A man whose identity has been suppressed was jailed during a property dispute with his ex-wife has successfully sued Federal Court judge who made what the court called “serious and fundamental errors” before falsely sending him to jail.
The federal court ruled on Wednesday that inferior court judge Salvatore Vasta made a series of errors beyond his jurisdiction, and engaged a “gross and obvious irregularity of procedure” when he jailed the man, known only as “Mr Stradford” in late 2018. Stradford was awarded $309,450 in damages.
The original case before the federal court was to help divide his and his ex-wife’s assets and decide a minor property settlement dispute.
Vasta threatened to jail Stradford repeatedly during the trial because he believed he had not provided full disclosure of all his financial details. As a self-represented litigant, he was threatened he would be jailed if he kept exercising his right to be heard by speaking over the judge and was warned to comply with Vasta’s disclosure orders or to “bring your toothbrush”.
Vasta later jailed him for 12 months for contempt of court, to be suspended after six months.
Stradford detailed a terrorising account of the week he spent in jail – including an assault, the threat of being raped, suicidal ideation before a higher court overturned the original decision, which has been described as an “affront to justice”.
Michael Wigney, a Federal court justice described the case as "complex on multiple levels" and said he had to read case law stretching back centuries in making his decision. After years of deliberation the matter, Justice Wigney ruled in Stradford’s favour. He found Vasta falsely imprisoned the man and left him without a “modicum” of procedural fairness.
In his decision Justice Wigney said, “The order which resulted in the applicant’s imprisonment was infected by a number of serious and fundamental errors on the part of the judge,” “The individual and cumulative effect of those errors was that the order was invalid and of no legal effect from the outset. The order and related warrant therefore provided no lawful justification for the applicant’s imprisonment.” As Vasta acted beyond his jurisdiction he was also not entitled to judicial immunity.

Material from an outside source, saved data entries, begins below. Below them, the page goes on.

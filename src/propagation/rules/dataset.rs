//! Table- and dataset-level aggregation of provenance.
use crate::meta::{merge_unique, DatasetMeta, License, Origin, Source};
use crate::variable::Variable;

pub(crate) fn gather_sources<'a>(columns: impl IntoIterator<Item = &'a Variable>) -> Vec<Source> {
    merge_unique(columns.into_iter().map(|v| v.metadata.sources.as_slice()))
}

pub(crate) fn gather_licenses<'a>(columns: impl IntoIterator<Item = &'a Variable>) -> Vec<License> {
    merge_unique(columns.into_iter().map(|v| v.metadata.licenses.as_slice()))
}

pub(crate) fn gather_origins<'a>(columns: impl IntoIterator<Item = &'a Variable>) -> Vec<Origin> {
    merge_unique(columns.into_iter().map(|v| v.metadata.origins.as_slice()))
}

/// Combines dataset metadata: scalar fields from the first carrier, sources
/// and licenses unioned by name.
pub(crate) fn combine_datasets<'a>(datasets: impl IntoIterator<Item = &'a DatasetMeta>) -> DatasetMeta {
    let datasets: Vec<&DatasetMeta> = datasets.into_iter().collect();
    DatasetMeta {
        short_name: datasets.iter().find_map(|d| d.short_name.clone()),
        title: datasets.iter().find_map(|d| d.title.clone()),
        description: datasets.iter().find_map(|d| d.description.clone()),
        sources: merge_unique(datasets.iter().map(|d| d.sources.as_slice())),
        licenses: merge_unique(datasets.iter().map(|d| d.licenses.as_slice())),
    }
}

#[cfg(test)]
mod tests {
    use super::*;

    #[test]
    fn test_combine_datasets() {
        let a = DatasetMeta {
            sources: vec![Source::new("UN")],
            licenses: vec![License::new("CC BY 4.0")],
            ..Default::default()
        };
        let b = DatasetMeta {
            title: Some("Population".into()),
            sources: vec![Source::new("UN"), Source::new("WDI")],
            licenses: vec![License::new("CC BY 4.0")],
            ..Default::default()
        };

        let out = combine_datasets([&a, &b]);

        assert_eq!(out.title.as_deref(), Some("Population"));
        assert_eq!(out.sources, vec![Source::new("UN"), Source::new("WDI")]);
        assert_eq!(out.licenses.len(), 1);
    }
}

“That was because in summary he imprisoned the applicant without first finding that the applicant had failed to comply with the disclosure orders in question, and was therefore in contempt and without finding any of the facts he was required to find before imprisoning the applicant for any such contempt,” “The judge was also guilty of a gross and obvious irregularity of procedure and denied the applicant any modicum of procedural fairness or justice. The denial of procedural fairness was anything but narrow and technical. It was fundamental.”
Stradford has been awarded $309,450 in damages, much less than what Stradford had requested. Wigney said Stradford’s lost future earnings as a result of the imprisonment was nowhere near what he had claimed.